Items from a dataset

------------

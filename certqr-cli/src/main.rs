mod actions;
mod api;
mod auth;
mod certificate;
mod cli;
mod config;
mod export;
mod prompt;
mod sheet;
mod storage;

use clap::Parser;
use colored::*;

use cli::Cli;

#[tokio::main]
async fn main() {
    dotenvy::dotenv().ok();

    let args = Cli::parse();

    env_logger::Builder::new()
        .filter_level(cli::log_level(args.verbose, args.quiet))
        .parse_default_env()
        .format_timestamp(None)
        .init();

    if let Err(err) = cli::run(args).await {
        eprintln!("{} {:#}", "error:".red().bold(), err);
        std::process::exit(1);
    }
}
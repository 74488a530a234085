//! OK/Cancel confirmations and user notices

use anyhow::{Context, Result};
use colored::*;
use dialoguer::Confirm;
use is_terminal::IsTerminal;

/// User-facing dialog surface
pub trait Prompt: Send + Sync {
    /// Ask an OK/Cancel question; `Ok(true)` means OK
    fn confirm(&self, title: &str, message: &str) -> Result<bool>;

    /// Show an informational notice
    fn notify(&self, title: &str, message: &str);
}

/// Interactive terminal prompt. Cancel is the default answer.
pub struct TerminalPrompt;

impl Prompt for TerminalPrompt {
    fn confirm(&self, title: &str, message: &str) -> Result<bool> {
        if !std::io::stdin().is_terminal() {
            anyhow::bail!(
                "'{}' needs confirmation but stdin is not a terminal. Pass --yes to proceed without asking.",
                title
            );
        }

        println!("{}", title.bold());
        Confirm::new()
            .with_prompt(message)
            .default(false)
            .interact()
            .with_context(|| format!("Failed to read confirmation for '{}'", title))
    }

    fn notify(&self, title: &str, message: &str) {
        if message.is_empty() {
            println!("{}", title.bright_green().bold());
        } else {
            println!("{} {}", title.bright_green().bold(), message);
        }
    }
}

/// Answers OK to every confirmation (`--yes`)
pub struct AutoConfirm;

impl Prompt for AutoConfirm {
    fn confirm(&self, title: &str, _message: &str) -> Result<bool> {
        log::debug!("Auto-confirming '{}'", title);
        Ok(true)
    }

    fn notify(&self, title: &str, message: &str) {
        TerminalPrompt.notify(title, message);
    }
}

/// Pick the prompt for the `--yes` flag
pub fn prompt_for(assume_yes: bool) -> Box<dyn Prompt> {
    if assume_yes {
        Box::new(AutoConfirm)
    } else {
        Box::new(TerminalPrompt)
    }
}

------------

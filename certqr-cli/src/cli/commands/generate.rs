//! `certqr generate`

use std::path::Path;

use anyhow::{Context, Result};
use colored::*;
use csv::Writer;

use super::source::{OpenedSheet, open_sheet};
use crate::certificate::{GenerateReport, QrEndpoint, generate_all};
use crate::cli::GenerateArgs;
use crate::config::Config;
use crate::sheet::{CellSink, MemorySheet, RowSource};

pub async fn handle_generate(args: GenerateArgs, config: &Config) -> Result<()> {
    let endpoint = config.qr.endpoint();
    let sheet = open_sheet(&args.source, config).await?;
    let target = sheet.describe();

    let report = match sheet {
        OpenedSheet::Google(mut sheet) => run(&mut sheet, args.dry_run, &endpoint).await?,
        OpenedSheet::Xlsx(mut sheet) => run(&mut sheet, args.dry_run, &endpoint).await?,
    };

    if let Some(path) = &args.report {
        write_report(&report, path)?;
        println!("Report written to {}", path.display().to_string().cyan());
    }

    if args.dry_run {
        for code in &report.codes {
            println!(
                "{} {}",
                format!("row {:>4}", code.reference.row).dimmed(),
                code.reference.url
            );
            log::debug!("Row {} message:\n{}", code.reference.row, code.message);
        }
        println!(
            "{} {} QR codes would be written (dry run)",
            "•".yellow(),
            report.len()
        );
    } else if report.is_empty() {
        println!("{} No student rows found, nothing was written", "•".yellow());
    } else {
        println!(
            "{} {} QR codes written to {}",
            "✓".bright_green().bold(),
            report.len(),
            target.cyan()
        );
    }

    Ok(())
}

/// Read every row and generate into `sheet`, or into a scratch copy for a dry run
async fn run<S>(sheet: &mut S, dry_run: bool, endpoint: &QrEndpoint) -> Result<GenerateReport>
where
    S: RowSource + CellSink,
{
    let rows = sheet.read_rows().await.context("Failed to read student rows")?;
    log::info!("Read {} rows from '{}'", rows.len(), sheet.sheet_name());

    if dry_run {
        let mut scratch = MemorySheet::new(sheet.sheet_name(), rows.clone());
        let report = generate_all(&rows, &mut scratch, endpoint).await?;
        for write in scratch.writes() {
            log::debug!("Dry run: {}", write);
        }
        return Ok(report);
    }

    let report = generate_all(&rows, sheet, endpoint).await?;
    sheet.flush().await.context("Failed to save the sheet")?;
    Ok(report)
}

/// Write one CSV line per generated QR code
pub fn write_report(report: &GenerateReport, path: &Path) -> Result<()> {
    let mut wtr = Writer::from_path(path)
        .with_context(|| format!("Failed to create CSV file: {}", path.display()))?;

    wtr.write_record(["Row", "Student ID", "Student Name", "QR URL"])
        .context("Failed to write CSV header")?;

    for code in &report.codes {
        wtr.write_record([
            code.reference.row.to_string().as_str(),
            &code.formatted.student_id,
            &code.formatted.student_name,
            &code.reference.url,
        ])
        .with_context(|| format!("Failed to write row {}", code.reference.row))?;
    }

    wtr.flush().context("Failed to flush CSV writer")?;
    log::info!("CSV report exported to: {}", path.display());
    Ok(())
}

------------

- [What to do]
Scan the records above for the string "formatted", then report every line that contains it.

- [Written solution]
            &code.formatted.student_id,
            &code.formatted.student_name,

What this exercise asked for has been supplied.